214 F. Supp. 2d 6, 2002 U.S. Dist. LEXIS 14143, 2002 WL 1769932
CourtDistrict Court, D. Maine
DecidedJuly 31, 2002
DocketCIV. 02-45-B-S. No. CRIM 00-48-B-S
StatusPublished
Cited by2 cases

This text of 214 F. Supp. 2d 6 (United States v. Hornick) is published on Counsel Stack Legal Research, covering District Court, D. Maine primary law. Counsel Stack provides free access to over 12 million legal documents including statutes, case law, regulations, and constitutions.

Bluebook
United States v. Hornick, 214 F. Supp. 2d 6, 2002 U.S. Dist. LEXIS 14143, 2002 WL 1769932 (D. Me. 2002).

Opinion

ORDER AFFIRMING THE RECOMMENDED DECISION OF THE MAGISTRATE JUDGE

SINGAL, District Judge.

The United States Magistrate Judge filed with the Court on June 11, 2002 with copies to counsel, her Recommended Decision. Defendant filed his Objection to the Recommended Decision on July 22, 2002. I have reviewed and considered the Magistrate Judge’s Recommended Decision, together with the entire record; I have made a de novo determination of all matters adjudicated by the Magistrate Judge’s Recommended Decision; and I concur with the recommendations of the United States Magistrate Judge for the reasons set forth in her Recommended Decision, *8 and determine that no further proceeding is necessary.

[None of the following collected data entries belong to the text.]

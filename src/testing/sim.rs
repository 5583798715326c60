//! Simulated exchange backing paper-trading mode and the test suite.
//!
//! Books, tickers and balances are seeded by the caller; orders rest until
//! filled explicitly (or instantly with auto-fill on). Every placement,
//! cancellation and book fetch yields once before touching state, so
//! concurrent callers interleave the way they would against a real wire.

use std::collections::{HashMap, HashSet};
use std::sync::{Arc, Mutex};

use async_trait::async_trait;
use log::debug;
use tokio::sync::mpsc;
use uuid::Uuid;

use crate::error::{ArbError, Result};
use crate::exchange::{
    AccountProvider, Broker, MarketDataProvider, Order, OrderBook, OrderSide, OrderStatus, Quote,
    Tick,
};

#[derive(Default)]
struct Inner {
    books: HashMap<String, OrderBook>,
    tickers: HashMap<String, Tick>,
    balances: HashMap<String, f64>,
    failed_markets: HashSet<String>,
    orders: HashMap<String, Order>,
    /// Placement acks in the order they were admitted
    placements: Vec<Order>,
    subscribers: Vec<mpsc::UnboundedSender<Order>>,
    auto_fill: bool,
}

impl Inner {
    fn broadcast(&mut self, update: Order) {
        self.subscribers
            .retain(|subscriber| subscriber.send(update.clone()).is_ok());
    }
}

#[derive(Default)]
pub struct SimulatedExchange {
    inner: Mutex<Inner>,
}

impl SimulatedExchange {
    pub fn new() -> Arc<Self> {
        Arc::new(SimulatedExchange::default())
    }

    pub fn set_order_book(&self, book: OrderBook) {
        let mut inner = self.inner.lock().expect("sim lock poisoned");
        inner.books.insert(book.market.clone(), book);
    }

    pub fn set_ticker(&self, market: &str, bid: f64, ask: f64) {
        let mut inner = self.inner.lock().expect("sim lock poisoned");
        inner.tickers.insert(
            market.to_string(),
            Tick {
                market: market.to_string(),
                bid,
                ask,
                last: (bid + ask) / 2.0,
            },
        );
    }

    pub fn set_balances(&self, balances: HashMap<String, f64>) {
        self.inner.lock().expect("sim lock poisoned").balances = balances;
    }

    /// With auto-fill on, every admitted order fills in the same breath.
    pub fn set_auto_fill(&self, enabled: bool) {
        self.inner.lock().expect("sim lock poisoned").auto_fill = enabled;
    }

    /// Makes book fetches and placements for one market fail.
    pub fn fail_market(&self, market: &str) {
        let mut inner = self.inner.lock().expect("sim lock poisoned");
        inner.failed_markets.insert(market.to_string());
    }

    pub fn placements(&self) -> Vec<Order> {
        self.inner.lock().expect("sim lock poisoned").placements.clone()
    }

    /// Fills an order and pushes the update on the status stream.
    pub fn fill_order(&self, order_id: &str) {
        let mut inner = self.inner.lock().expect("sim lock poisoned");
        if let Some(order) = inner.orders.get_mut(order_id) {
            if order.is_terminal() {
                return;
            }
            order.status = OrderStatus::Filled;
            order.quantity_remaining = 0.0;
            let update = order.clone();
            inner.broadcast(update);
        }
    }

    /// Fills part of an order and pushes the still-open update.
    pub fn partial_fill(&self, order_id: &str, quantity: f64) {
        let mut inner = self.inner.lock().expect("sim lock poisoned");
        if let Some(order) = inner.orders.get_mut(order_id) {
            if order.is_terminal() {
                return;
            }
            order.quantity_remaining = (order.quantity_remaining - quantity).max(0.0);
            let update = order.clone();
            inner.broadcast(update);
        }
    }

    /// Fills an order on the exchange side without a stream update, the way
    /// a dropped websocket frame would.
    pub fn fill_order_silently(&self, order_id: &str) {
        let mut inner = self.inner.lock().expect("sim lock poisoned");
        if let Some(order) = inner.orders.get_mut(order_id) {
            if !order.is_terminal() {
                order.status = OrderStatus::Filled;
                order.quantity_remaining = 0.0;
            }
        }
    }

    fn admit(&self, quote: &Quote) -> Result<Order> {
        let mut inner = self.inner.lock().expect("sim lock poisoned");
        if inner.failed_markets.contains(&quote.market) {
            return Err(ArbError::OrderPlacement(format!(
                "market {} rejected the order",
                quote.market
            )));
        }
        let order = Order {
            id: Uuid::new_v4().to_string(),
            market: quote.market.clone(),
            side: quote.side,
            rate: quote.rate,
            quantity: quote.quantity,
            quantity_remaining: quote.quantity,
            status: OrderStatus::Open,
        };
        inner.orders.insert(order.id.clone(), order.clone());
        inner.placements.push(order.clone());
        debug!(
            "sim admitted {:?} {} x {} @ {} on {}",
            order.side, order.id, order.quantity, order.rate, order.market
        );
        if inner.auto_fill {
            let mut filled = order.clone();
            filled.status = OrderStatus::Filled;
            filled.quantity_remaining = 0.0;
            inner.orders.insert(filled.id.clone(), filled.clone());
            inner.broadcast(filled);
        }
        Ok(order)
    }
}

#[async_trait]
impl MarketDataProvider for SimulatedExchange {
    async fn get_order_book(&self, market: &str) -> Result<OrderBook> {
        tokio::task::yield_now().await;
        let inner = self.inner.lock().expect("sim lock poisoned");
        if inner.failed_markets.contains(market) {
            return Err(ArbError::MarketData(format!(
                "simulated outage on {}",
                market
            )));
        }
        inner
            .books
            .get(market)
            .cloned()
            .ok_or_else(|| ArbError::MarketData(format!("no book seeded for {}", market)))
    }

    async fn get_ticker(&self, market: &str) -> Result<Tick> {
        tokio::task::yield_now().await;
        let inner = self.inner.lock().expect("sim lock poisoned");
        if let Some(tick) = inner.tickers.get(market) {
            return Ok(tick.clone());
        }
        // fall back to the seeded book's top of book
        let book = inner
            .books
            .get(market)
            .ok_or_else(|| ArbError::MarketData(format!("no ticker seeded for {}", market)))?;
        match (book.best_bid(), book.best_ask()) {
            (Some(bid), Some(ask)) => Ok(Tick {
                market: market.to_string(),
                bid: bid.rate,
                ask: ask.rate,
                last: (bid.rate + ask.rate) / 2.0,
            }),
            _ => Err(ArbError::MarketData(format!(
                "book for {} has an empty side",
                market
            ))),
        }
    }
}

#[async_trait]
impl Broker for SimulatedExchange {
    async fn buy(&self, quote: &Quote) -> Result<Order> {
        tokio::task::yield_now().await;
        debug_assert_eq!(quote.side, OrderSide::Buy);
        self.admit(quote)
    }

    async fn sell(&self, quote: &Quote) -> Result<Order> {
        tokio::task::yield_now().await;
        debug_assert_eq!(quote.side, OrderSide::Sell);
        self.admit(quote)
    }

    async fn cancel_order(&self, order_id: &str) -> Result<()> {
        tokio::task::yield_now().await;
        let mut inner = self.inner.lock().expect("sim lock poisoned");
        match inner.orders.get_mut(order_id) {
            None => Err(ArbError::OrderNotFound(order_id.to_string())),
            Some(order) if order.is_terminal() => {
                Err(ArbError::OrderAlreadyClosed(order_id.to_string()))
            }
            Some(order) => {
                order.status = OrderStatus::Canceled;
                let update = order.clone();
                inner.broadcast(update);
                Ok(())
            }
        }
    }

    async fn get_order(&self, order_id: &str) -> Result<Order> {
        tokio::task::yield_now().await;
        let inner = self.inner.lock().expect("sim lock poisoned");
        inner
            .orders
            .get(order_id)
            .cloned()
            .ok_or_else(|| ArbError::OrderNotFound(order_id.to_string()))
    }

    fn order_updates(&self) -> mpsc::UnboundedReceiver<Order> {
        let (tx, rx) = mpsc::unbounded_channel();
        self.inner
            .lock()
            .expect("sim lock poisoned")
            .subscribers
            .push(tx);
        rx
    }
}

#[async_trait]
impl AccountProvider for SimulatedExchange {
    async fn get_balances(&self) -> Result<HashMap<String, f64>> {
        tokio::task::yield_now().await;
        Ok(self.inner.lock().expect("sim lock poisoned").balances.clone())
    }
}

#[cfg(test)]
mod tests {
    use super::*;

    #[tokio::test]
    async fn resting_order_lifecycle() {
        let sim = SimulatedExchange::new();
        let mut updates = sim.order_updates();
        let order = sim
            .buy(&Quote::limit("BTC-LTC", 0.001, 10.0, OrderSide::Buy))
            .await
            .unwrap();
        assert_eq!(order.status, OrderStatus::Open);

        sim.partial_fill(&order.id, 4.0);
        sim.fill_order(&order.id);
        assert_eq!(updates.recv().await.unwrap().quantity_remaining, 6.0);
        assert_eq!(updates.recv().await.unwrap().status, OrderStatus::Filled);

        // terminal orders reject cancellation with the distinguished variant
        assert!(matches!(
            sim.cancel_order(&order.id).await,
            Err(ArbError::OrderAlreadyClosed(_))
        ));
    }

    #[tokio::test]
    async fn auto_fill_settles_in_one_step() {
        let sim = SimulatedExchange::new();
        sim.set_auto_fill(true);
        let mut updates = sim.order_updates();
        let ack = sim
            .sell(&Quote::limit("ETH-LTC", 0.015, 5.0, OrderSide::Sell))
            .await
            .unwrap();
        assert_eq!(ack.status, OrderStatus::Open);
        assert_eq!(updates.recv().await.unwrap().status, OrderStatus::Filled);
        assert_eq!(
            sim.get_order(&ack.id).await.unwrap().status,
            OrderStatus::Filled
        );
    }

    #[tokio::test]
    async fn failed_market_rejects_fetch_and_placement() {
        let sim = SimulatedExchange::new();
        sim.fail_market("BTC-LTC");
        assert!(sim.get_order_book("BTC-LTC").await.is_err());
        assert!(sim
            .buy(&Quote::limit("BTC-LTC", 0.001, 1.0, OrderSide::Buy))
            .await
            .is_err());
    }
}
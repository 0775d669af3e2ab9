//! Messreihe: jede Intervallanzahl gegen Threadanzahlen 1..=max, als CSV.

use std::io::Write;

use tracing::info;

use crate::anfrage::Anfrage;
use crate::fehler::Result;
use crate::rechner::{PiRechner, Strategie};

/// Kopfzeile der CSV-Ausgabe.
pub const KOPFZEILE: [&str; 4] = ["Intervals", "Threads", "Time (s)", "Pi Approximation"];

/// Standard-Intervallanzahlen, wenn keine angegeben sind.
pub const STANDARD_INTERVALLE: [i64; 3] = [1_000_000, 10_000_000, 100_000_000];

/// Standardobergrenze für die Threadanzahl.
pub const STANDARD_MAX_THREADS: i64 = 50;

/// Eine Zeile der Messreihe.
#[derive(Debug, Clone, Copy, PartialEq)]
pub struct Messpunkt {
    pub intervalle: u64,
    pub threads: usize,
    pub dauer_sekunden: f64,
    pub pi: f64,
}

/// Führt die Messreihe aus und schreibt jede Zeile sofort nach `ziel`.
///
/// Ein einziger Rechner wird für alle Kombinationen neu konfiguriert.
/// Ungültige Werte brechen ab, bevor irgendetwas geschrieben wird.
pub fn führe_sweep_aus<W: Write>(
    ziel: W,
    intervall_liste: &[i64],
    max_threads: i64,
    strategie: Strategie,
) -> Result<Vec<Messpunkt>> {
    // Alle Werte vorab prüfen, damit keine halbe Datei entsteht.
    for &intervalle in intervall_liste {
        Anfrage::neu(intervalle, max_threads)?;
    }
    let erste_intervalle = intervall_liste.first().copied().unwrap_or(1);
    let mut rechner = PiRechner::konfiguriere(erste_intervalle, 1)?.mit_strategie(strategie);

    let mut schreiber = csv::Writer::from_writer(ziel);
    schreiber.write_record(KOPFZEILE)?;

    let mut messpunkte = Vec::new();
    for &intervalle in intervall_liste {
        for threads in 1..=max_threads {
            rechner.neu_konfigurieren(intervalle, threads)?;
            let ergebnis = rechner.berechne()?;

            let punkt = Messpunkt {
                intervalle: rechner.anfrage().intervalle(),
                threads: rechner.anfrage().threads(),
                dauer_sekunden: ergebnis.dauer_sekunden,
                pi: ergebnis.pi,
            };
            schreiber.write_record(&[
                punkt.intervalle.to_string(),
                punkt.threads.to_string(),
                format!("{:.15}", punkt.dauer_sekunden),
                format!("{:.15}", punkt.pi),
            ])?;
            messpunkte.push(punkt);
        }
        schreiber.flush()?; // Nach jeder Intervallanzahl sichern.
        info!(intervalle, max_threads, "Messreihe für Intervallanzahl abgeschlossen");
    }

    schreiber.flush()?;
    Ok(messpunkte)
}

#[cfg(test)]
mod tests {
    use super::*;

    #[test]
    fn schreibt_kopfzeile_und_eine_zeile_pro_kombination() {
        let mut puffer = Vec::new();
        let punkte = führe_sweep_aus(&mut puffer, &[100, 1_000], 3, Strategie::Threads).unwrap();
        assert_eq!(punkte.len(), 6);

        let text = String::from_utf8(puffer).unwrap();
        let zeilen: Vec<&str> = text.lines().collect();
        assert_eq!(zeilen[0], "Intervals,Threads,Time (s),Pi Approximation");
        assert_eq!(zeilen.len(), 7);
        assert!(zeilen[1].starts_with("100,1,"));
        assert!(zeilen[6].starts_with("1000,3,"));
    }

    #[test]
    fn ungültige_werte_schreiben_nichts() {
        let mut puffer = Vec::new();
        let fehler = führe_sweep_aus(&mut puffer, &[100, 0], 2, Strategie::Threads).unwrap_err();
        assert!(fehler.ist_ungültiges_argument());
        assert!(puffer.is_empty());

        let fehler = führe_sweep_aus(&mut puffer, &[100], 0, Strategie::Rayon).unwrap_err();
        assert!(fehler.ist_ungültiges_argument());
        assert!(puffer.is_empty());
    }

    #[test]
    fn mehr_threads_als_intervalle_sind_erlaubt() {
        let punkte = führe_sweep_aus(std::io::sink(), &[2], 3, Strategie::Threads).unwrap();
        assert_eq!(punkte.len(), 3);
        assert!(punkte.iter().all(|p| p.intervalle == 2));
        assert_eq!(punkte[2].threads, 3);
    }

    #[test]
    fn leere_intervallliste_schreibt_nur_kopfzeile() {
        let mut puffer = Vec::new();
        let punkte = führe_sweep_aus(&mut puffer, &[], i64::MAX, Strategie::Threads).unwrap();
        assert!(punkte.is_empty());
        assert_eq!(
            String::from_utf8(puffer).unwrap().trim_end(),
            "Intervals,Threads,Time (s),Pi Approximation"
        );
    }

    #[test]
    fn gleiche_pi_werte_über_threadanzahlen() {
        let punkte = führe_sweep_aus(std::io::sink(), &[1_200], 4, Strategie::Rayon).unwrap();
        let referenz = punkte[0].pi;
        for punkt in &punkte {
            assert!((punkt.pi - referenz).abs() < 1e-9, "{punkt:?}");
        }
    }
}
use crate::fehler::{Fehler, Result};

/// Eine validierte Berechnungsanfrage: Anzahl der Rechtecke und Anzahl der Arbeiter.
#[derive(Debug, Clone, Copy, PartialEq, Eq)]
pub struct Anfrage {
    intervalle: u64, // Gesamtanzahl der Rechtecke über [0, 1].
    threads: usize,  // Anzahl der Arbeiter, einer pro Partition.
}

impl Anfrage {
    /// Validiert die Rohwerte. Beide müssen mindestens 1 sein, sonst wird
    /// abgelehnt, bevor irgendetwas partitioniert oder gestartet wird.
    pub fn neu(intervalle: i64, threads: i64) -> Result<Self> {
        if intervalle < 1 {
            return Err(Fehler::UngültigesArgument {
                parameter: "intervalle",
                wert: intervalle,
            });
        }
        if threads < 1 {
            return Err(Fehler::UngültigesArgument {
                parameter: "threads",
                wert: threads,
            });
        }

        // Passt threads nicht in usize, wären das ohnehin mehr Threads als das System starten kann.
        let threads = usize::try_from(threads).map_err(|_| Fehler::UngültigesArgument {
            parameter: "threads",
            wert: threads,
        })?;

        Ok(Anfrage {
            intervalle: intervalle as u64,
            threads,
        })
    }

    pub fn intervalle(&self) -> u64 {
        self.intervalle
    }

    pub fn threads(&self) -> usize {
        self.threads
    }

    /// Mehr Arbeiter als Rechtecke: erlaubt, aber einige Arbeiter bekommen nichts zu tun.
    pub fn überbelegt(&self) -> bool {
        self.threads as u64 > self.intervalle
    }
}

#[cfg(test)]
mod tests {
    use super::*;

    #[test]
    fn gültige_anfrage() {
        let anfrage = Anfrage::neu(1_000, 4).unwrap();
        assert_eq!(anfrage.intervalle(), 1_000);
        assert_eq!(anfrage.threads(), 4);
        assert!(!anfrage.überbelegt());
    }

    #[test]
    fn null_und_negative_werte_werden_abgelehnt() {
        for (intervalle, threads) in [(0, 4), (100, 0), (-5, 4), (10, -1)] {
            let fehler = Anfrage::neu(intervalle, threads).unwrap_err();
            assert!(fehler.ist_ungültiges_argument(), "({intervalle}, {threads})");
        }
    }

    #[test]
    fn intervalle_werden_zuerst_geprüft() {
        match Anfrage::neu(0, 0) {
            Err(Fehler::UngültigesArgument { parameter, wert }) => {
                assert_eq!(parameter, "intervalle");
                assert_eq!(wert, 0);
            }
            other => panic!("unerwartet: {other:?}"),
        }
    }

    #[test]
    fn überbelegung_wird_erkannt() {
        assert!(Anfrage::neu(10, 50).unwrap().überbelegt());
        assert!(!Anfrage::neu(10, 10).unwrap().überbelegt());
    }
}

1. It is therefore ORDERED that the Recommended Decision of the Magistrate Judge is hereby ACCEPTED.
2. It is further ORDERED that Defendant’s Motion under 28 U.S.C. § 2255 to Vacate, Set Aside or Correct Sentence is hereby DENIED.

RECOMMENDED DECISION ON MOTION TO VACATE, SET ASIDE OR CORRECT SENTENCE

KRAVCHUK, United States Magistrate Judge.

This matter is before the court on Michael Hornick’s motion to vacate, set aside, or correct his sentence filed pursuant to 28 U.S.C. § 2255. (Docket No. 19.) Hornick plead guilty to two counts for violations of 21 U.S.C. § 841(a)(1) and 18 U.S.C. § 2: possession with the intent to distribute marijuana and distribution of hashish. Hornick was sentenced to two concurrent terms of eighty months on each count. Hornick now asserts two grounds that he contends entitle him to relief from his sentence. The United States has filed a response. (Docket No. 23.) As I identify no merit in either of Hornick’s grounds, I now recommend that the Court DENY Hornick habeas relief.

Discussion

Hornick is entitled to habeas relief from his federal conviction only “upon the ground that the sentence was imposed in violation of the Constitution or laws of the United States, or that the court was without jurisdiction to impose such sentence, or that the sentence was in excess of the maximum authorized by law, or is otherwise subject to collateral attack.” 28 U.S.C. § 2255 ¶ 1. Hornick’s assault upon his federal sentence is novel and of constitutional dimension. 1

Both of Hornick’s grounds rely on his contention that the use of his prior state court conviction to enhance his 21 U.S.C. § 841(a)(1) sentences under United States Sentencing Guideline 4B1.1 was impermissible under the United States Constitution. This Guideline provides:

A defendant is a career offender if (1) the defendant was at least eighteen years old at the time the defendant committed the instant offense of conviction, (2) the instant offense of conviction is a felony that is either a crime of violence or a controlled substance offense, and (3) the defendant has at least two prior felony convictions of either a crime of violence or a controlled substance offense. If the offense level for a career criminal from the table below is greater than the offense level otherwise applicable, the offense level from the table below shall apply. A career offender’s criminal history category in every case shall be Category VI.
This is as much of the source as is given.